The Present: COHPs from Plane-Wave Output

The theory so far has built on local orbitals—recall the H chain or the orbitals of tellurium and iron, or even the very name of the method. So far, this has been fine, because COHPs have been implemented in frameworks such as tight-binding LMTO or the SIESTA method, which we have described on the previous page. Much to the contrary, a totally different method has been growing fast in the last two decades: the use of plane wave based DFT codes, instead of those with local-orbitals.

In fact, together with advanced theories such as the projector augmented-wave (PAW) method, plane waves have risen to the de facto standard in the solid-state sciences. Despite their undeniable power, plane-waves are (by their very nature) delocalized, and do not allow for COHP analysis at all. Luckily, a way out is available: by using a projection to a local, auxiliary basis, one can extract the chemical information. The underlying principle has been described a while ago, and it is used for Mulliken analysis up to the present day!

It should be possible to re-extract a COHP as well, shouldn't it? Indeed, we succeeded in developing such a method in 2010, and it was consequently dubbed "projected COHP". The central clue is that the COHP is a product of two matrices, density (where are the electrons?) and Hamiltonian (what do they do?), and one needs to develop a theory to retrieve both and then multiply their entries, just like one would do in "traditional" COHP analysis. (Admittedly, it always looks simpler afterwards.)

Once the knot had been broken, the next step was to extend the theoretical framework. Over the last two years, we have developed a more general, analytical scheme, but the general idea (as stated above) stays largely untouched. This new scheme has also been implemented into the LOBSTER program which calculates pCOHPs directly from your plane-wave output (as well as a number of other, valuable pieces of chemical-bonding information). Needless to say, this program is free of charge for any academic or non-profit research.
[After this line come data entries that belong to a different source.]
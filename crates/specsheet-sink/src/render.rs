//! Image rendering for catalog entries

use crate::error::SinkError;
use base64::engine::general_purpose::STANDARD;
use base64::Engine;
use image::ImageFormat;
use regex::Regex;
use serde::{Deserialize, Serialize};
use specsheet_domain::CatalogRecord;
use std::collections::HashSet;
use std::fmt;
use std::fs;
use std::io::{Cursor, Write};
use std::path::{Path, PathBuf};
use std::str::FromStr;
use std::sync::OnceLock;
use tempfile::NamedTempFile;
use tracing::{debug, warn};

/// How a record's image is represented in the catalog
#[derive(Debug, Clone, Copy, PartialEq, Eq, Default, Serialize, Deserialize)]
#[serde(rename_all = "lowercase")]
pub enum ImageMode {
    /// No images
    #[default]
    None,

    /// Written to a file next to the catalog; the entry holds the path
    File,

    /// Embedded as a base64 data URI
    Inline,

    /// Conventional URL derived from the model, whether or not a picture exists
    Url,
}

impl ImageMode {
    /// Lowercase name, as used in configuration
    pub fn as_str(&self) -> &'static str {
        match self {
            ImageMode::None => "none",
            ImageMode::File => "file",
            ImageMode::Inline => "inline",
            ImageMode::Url => "url",
        }
    }
}

impl fmt::Display for ImageMode {
    fn fmt(&self, f: &mut fmt::Formatter<'_>) -> fmt::Result {
        f.write_str(self.as_str())
    }
}

impl FromStr for ImageMode {
    type Err = String;

    fn from_str(s: &str) -> Result<Self, Self::Err> {
        match s.trim().to_lowercase().as_str() {
            "none" => Ok(ImageMode::None),
            "file" => Ok(ImageMode::File),
            "inline" => Ok(ImageMode::Inline),
            "url" => Ok(ImageMode::Url),
            other => Err(format!(
                "Invalid image mode: {} (expected none, file, inline, or url)",
                other
            )),
        }
    }
}

/// Image settings for a sink
#[derive(Debug, Clone, PartialEq, Serialize, Deserialize)]
#[serde(default)]
pub struct ImageOptions {
    /// Representation of images in the catalog
    pub mode: ImageMode,

    /// Directory for `file` mode
    pub output_dir: PathBuf,

    /// URL prefix for `url` mode
    pub url_base: String,

    /// Re-encode every decoded image as PNG
    pub normalize_png: bool,
}

impl Default for ImageOptions {
    fn default() -> Self {
        Self {
            mode: ImageMode::None,
            output_dir: PathBuf::from("images"),
            url_base: String::new(),
            normalize_png: true,
        }
    }
}

impl ImageOptions {
    /// Validate the options for the selected mode
    pub fn validate(&self) -> Result<(), String> {
        match self.mode {
            ImageMode::File if self.output_dir.as_os_str().is_empty() => {
                Err("file image mode requires an output directory".to_string())
            }
            ImageMode::Url if self.url_base.trim().is_empty() => {
                Err("url image mode requires a URL base".to_string())
            }
            _ => Ok(()),
        }
    }
}

/// Lowercased model with runs of non-word characters collapsed to `-`
///
/// # Examples
///
/// ```
/// use specsheet_sink::slug;
///
/// assert_eq!(slug("NRG-PRO 100/2"), "nrg-pro-100-2");
/// assert_eq!(slug("Прожектор NRG"), "прожектор-nrg");
/// ```
pub fn slug(model: &str) -> String {
    static RE: OnceLock<Regex> = OnceLock::new();
    let re = RE.get_or_init(|| Regex::new(r"\W+").unwrap());
    re.replace_all(&model.to_lowercase(), "-").into_owned()
}

/// Model with path separators replaced, usable as a file name
fn file_stem(model: &str) -> String {
    model.replace(['/', '\\'], "-")
}

/// Image files rendered for one catalog, held in memory until committed
///
/// Every staged file gets a name no other file in the batch uses, compared
/// case-insensitively, so two models that sanitize to the same stem never
/// share a picture.
#[derive(Debug, Default)]
pub struct StagedImages {
    files: Vec<(PathBuf, Vec<u8>)>,
    taken: HashSet<String>,
}

impl StagedImages {
    /// An empty batch
    pub fn new() -> Self {
        Self::default()
    }

    /// Number of staged files
    pub fn len(&self) -> usize {
        self.files.len()
    }

    /// Whether nothing is staged
    pub fn is_empty(&self) -> bool {
        self.files.is_empty()
    }

    /// Destination paths, in staging order
    pub fn paths(&self) -> impl Iterator<Item = &Path> {
        self.files.iter().map(|(path, _)| path.as_path())
    }

    fn stage(&mut self, dir: &Path, stem: &str, extension: &str, bytes: Vec<u8>) -> PathBuf {
        let mut path = dir.join(format!("{}.{}", stem, extension));
        let mut suffix = 2;
        while !self.taken.insert(path.to_string_lossy().to_lowercase()) {
            path = dir.join(format!("{}-{}.{}", stem, suffix, extension));
            suffix += 1;
        }
        self.files.push((path.clone(), bytes));
        path
    }

    /// Write every staged file and return the paths written
    ///
    /// All files are written to temporary files first and only then renamed
    /// into place. If any step fails, files already renamed are removed
    /// again and temporaries are dropped.
    pub fn commit(self) -> Result<Vec<PathBuf>, SinkError> {
        let mut pending = Vec::with_capacity(self.files.len());
        for (path, bytes) in self.files {
            let dir = parent_dir(&path);
            fs::create_dir_all(&dir)?;
            let mut tmp = NamedTempFile::new_in(&dir)?;
            tmp.write_all(&bytes)?;
            pending.push((path, tmp));
        }

        let mut written = Vec::with_capacity(pending.len());
        for (path, tmp) in pending {
            if let Err(e) = tmp.persist(&path) {
                discard(&written);
                return Err(SinkError::Io(e.error));
            }
            debug!("Wrote image {}", path.display());
            written.push(path);
        }
        Ok(written)
    }
}

/// Directory a file will be written into
pub(crate) fn parent_dir(path: &Path) -> PathBuf {
    match path.parent() {
        Some(parent) if !parent.as_os_str().is_empty() => parent.to_path_buf(),
        _ => PathBuf::from("."),
    }
}

/// Remove files written by a run that did not complete
pub(crate) fn discard(paths: &[PathBuf]) {
    for path in paths {
        if let Err(e) = fs::remove_file(path) {
            warn!("Could not remove {}: {}", path.display(), e);
        }
    }
}

/// Turns a record's image payload into the catalog's `image` value
#[derive(Debug, Clone)]
pub struct ImageRenderer {
    options: ImageOptions,
}

impl ImageRenderer {
    /// Create a renderer after validating `options`
    pub fn new(options: ImageOptions) -> Result<Self, SinkError> {
        options.validate().map_err(SinkError::Image)?;
        Ok(Self { options })
    }

    /// A renderer that drops every image
    pub fn disabled() -> Self {
        Self {
            options: ImageOptions::default(),
        }
    }

    /// Options in use
    pub fn options(&self) -> &ImageOptions {
        &self.options
    }

    /// The `image` value for `record`
    ///
    /// In `file` mode the image is added to `staged` and the returned value
    /// is the path it will have once committed. An unreadable payload logs a
    /// warning and yields `None`.
    pub fn render(&self, record: &CatalogRecord, staged: &mut StagedImages) -> Option<String> {
        match self.options.mode {
            ImageMode::None => None,
            ImageMode::Url => Some(format!(
                "{}/{}.jpg",
                self.options.url_base.trim_end_matches('/'),
                slug(&record.model)
            )),
            ImageMode::Inline => self.prepare(record).map(|(bytes, format)| {
                format!("data:{};base64,{}", format.to_mime_type(), STANDARD.encode(bytes))
            }),
            ImageMode::File => {
                let (bytes, format) = self.prepare(record)?;
                let extension = format.extensions_str().first().copied().unwrap_or("bin");
                let path = staged.stage(
                    &self.options.output_dir,
                    &file_stem(&record.model),
                    extension,
                    bytes,
                );
                Some(path.to_string_lossy().into_owned())
            }
        }
    }

    /// Decode the payload and settle on the bytes and format to emit
    fn prepare(&self, record: &CatalogRecord) -> Option<(Vec<u8>, ImageFormat)> {
        let payload = record.image.as_deref()?;

        let decoded = image::guess_format(payload).and_then(|format| {
            image::load_from_memory_with_format(payload, format).map(|img| (img, format))
        });
        let (decoded, format) = match decoded {
            Ok(decoded) => decoded,
            Err(e) => {
                warn!("Image for '{}' could not be decoded: {}", record.model, e);
                return None;
            }
        };

        if !self.options.normalize_png {
            return Some((payload.to_vec(), format));
        }

        let mut png = Vec::new();
        match decoded.write_to(&mut Cursor::new(&mut png), ImageFormat::Png) {
            Ok(()) => Some((png, ImageFormat::Png)),
            Err(e) => {
                warn!("Image for '{}' could not be re-encoded as PNG: {}", record.model, e);
                None
            }
        }
    }
}

#[cfg(test)]
mod tests {
    use super::*;
    use image::{Rgb, RgbImage};
    use specsheet_domain::ExtractedFields;
    use tempfile::TempDir;

    fn encoded(format: ImageFormat) -> Vec<u8> {
        let img = RgbImage::from_pixel(2, 2, Rgb([200, 30, 30]));
        let mut bytes = Vec::new();
        img.write_to(&mut Cursor::new(&mut bytes), format).unwrap();
        bytes
    }

    fn record_with_image(model: &str, image: Option<Vec<u8>>) -> CatalogRecord {
        let mut record = CatalogRecord::new(model, ExtractedFields::default(), "");
        record.image = image;
        record
    }

    fn renderer(mode: ImageMode) -> ImageRenderer {
        ImageRenderer::new(ImageOptions {
            mode,
            url_base: "https://example.test/images/".to_string(),
            ..Default::default()
        })
        .unwrap()
    }

    #[test]
    fn test_image_mode_parse() {
        assert_eq!("Inline".parse::<ImageMode>(), Ok(ImageMode::Inline));
        assert!("base64".parse::<ImageMode>().is_err());
        assert_eq!(ImageMode::Url.to_string(), "url");
    }

    #[test]
    fn test_options_validation() {
        let options = ImageOptions {
            mode: ImageMode::Url,
            ..Default::default()
        };
        assert!(options.validate().is_err());
        assert!(matches!(ImageRenderer::new(options), Err(SinkError::Image(_))));
        assert!(ImageOptions::default().validate().is_ok());
    }

    #[test]
    fn test_none_mode_drops_images() {
        let record = record_with_image("NRG-A", Some(encoded(ImageFormat::Png)));
        let mut staged = StagedImages::new();
        assert_eq!(ImageRenderer::disabled().render(&record, &mut staged), None);
        assert!(staged.is_empty());
    }

    #[test]
    fn test_url_mode_ignores_payload() {
        let record = record_with_image("NRG PRO/100", None);
        assert_eq!(
            renderer(ImageMode::Url)
                .render(&record, &mut StagedImages::new())
                .as_deref(),
            Some("https://example.test/images/nrg-pro-100.jpg")
        );
    }

    #[test]
    fn test_inline_normalizes_to_png() {
        let record = record_with_image("NRG-A", Some(encoded(ImageFormat::Jpeg)));
        let image = renderer(ImageMode::Inline)
            .render(&record, &mut StagedImages::new())
            .unwrap();
        assert!(image.starts_with("data:image/png;base64,"));
    }

    #[test]
    fn test_inline_keeps_original_format() {
        let payload = encoded(ImageFormat::Jpeg);
        let record = record_with_image("NRG-A", Some(payload.clone()));
        let renderer = ImageRenderer::new(ImageOptions {
            mode: ImageMode::Inline,
            normalize_png: false,
            ..Default::default()
        })
        .unwrap();

        let image = renderer.render(&record, &mut StagedImages::new()).unwrap();
        assert_eq!(
            image,
            format!("data:image/jpeg;base64,{}", STANDARD.encode(&payload))
        );
    }

    #[test]
    fn test_corrupt_payload_yields_none() {
        let record = record_with_image("NRG-A", Some(vec![0, 1, 2, 3]));
        assert_eq!(
            renderer(ImageMode::Inline).render(&record, &mut StagedImages::new()),
            None
        );
    }

    fn file_renderer(dir: &Path) -> ImageRenderer {
        ImageRenderer::new(ImageOptions {
            mode: ImageMode::File,
            output_dir: dir.to_path_buf(),
            ..Default::default()
        })
        .unwrap()
    }

    #[test]
    fn test_file_mode_stages_until_commit() {
        let dir = TempDir::new().unwrap();
        let images = dir.path().join("images");
        let renderer = file_renderer(&images);
        let mut staged = StagedImages::new();

        let record = record_with_image("NRG/A", Some(encoded(ImageFormat::Png)));
        let path = renderer.render(&record, &mut staged).unwrap();
        assert!(path.ends_with("NRG-A.png"));
        assert!(!images.exists());

        let bare = record_with_image("NRG-B", None);
        assert_eq!(renderer.render(&bare, &mut staged), None);
        assert_eq!(staged.len(), 1);

        let written = staged.commit().unwrap();
        assert_eq!(written, vec![images.join("NRG-A.png")]);
        assert!(images.join("NRG-A.png").exists());
    }

    #[test]
    fn test_colliding_stems_get_distinct_files() {
        let dir = TempDir::new().unwrap();
        let renderer = file_renderer(dir.path());
        let mut staged = StagedImages::new();

        let first = record_with_image("NRG/A", Some(encoded(ImageFormat::Png)));
        let second = record_with_image("NRG-A", Some(encoded(ImageFormat::Png)));
        let third = record_with_image("nrg-a", Some(encoded(ImageFormat::Png)));

        let a = renderer.render(&first, &mut staged).unwrap();
        let b = renderer.render(&second, &mut staged).unwrap();
        let c = renderer.render(&third, &mut staged).unwrap();
        assert!(a.ends_with("NRG-A.png"));
        assert!(b.ends_with("NRG-A-2.png"));
        assert!(c.ends_with("nrg-a-3.png"));

        staged.commit().unwrap();
        assert_eq!(fs::read_dir(dir.path()).unwrap().count(), 3);
    }

    #[test]
    fn test_failed_commit_removes_written_images() {
        let dir = TempDir::new().unwrap();
        let renderer = file_renderer(dir.path());
        // a directory where the second image should go makes its rename fail
        fs::create_dir(dir.path().join("NRG-B.png")).unwrap();

        let mut staged = StagedImages::new();
        for model in ["NRG-A", "NRG-B"] {
            let record = record_with_image(model, Some(encoded(ImageFormat::Png)));
            renderer.render(&record, &mut staged).unwrap();
        }

        assert!(matches!(staged.commit(), Err(SinkError::Io(_))));
        let names: Vec<_> = fs::read_dir(dir.path())
            .unwrap()
            .map(|entry| entry.unwrap().file_name().to_string_lossy().into_owned())
            .collect();
        assert_eq!(names, vec!["NRG-B.png".to_string()]);
    }
}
Finally, a word of caution is in order. A faithful description of the electronic structure requires a proper projection—just like a novel or other literary work must be translated by a specialist, not an online translating tool. Going back to chemistry, one requires that the original and the reconstructed wavefunction resemble each other as closely as possible; mathematically, one may even calculate a "spilling indicator" which ranges from one to zero; the lower, the better. To get this value low, and thus to calculate reliable pCOHP curves, a local basis of Slater type orbitals has proven quite successful. We also had a few other ideas for more elaborate projection basis sets, which are included in our software.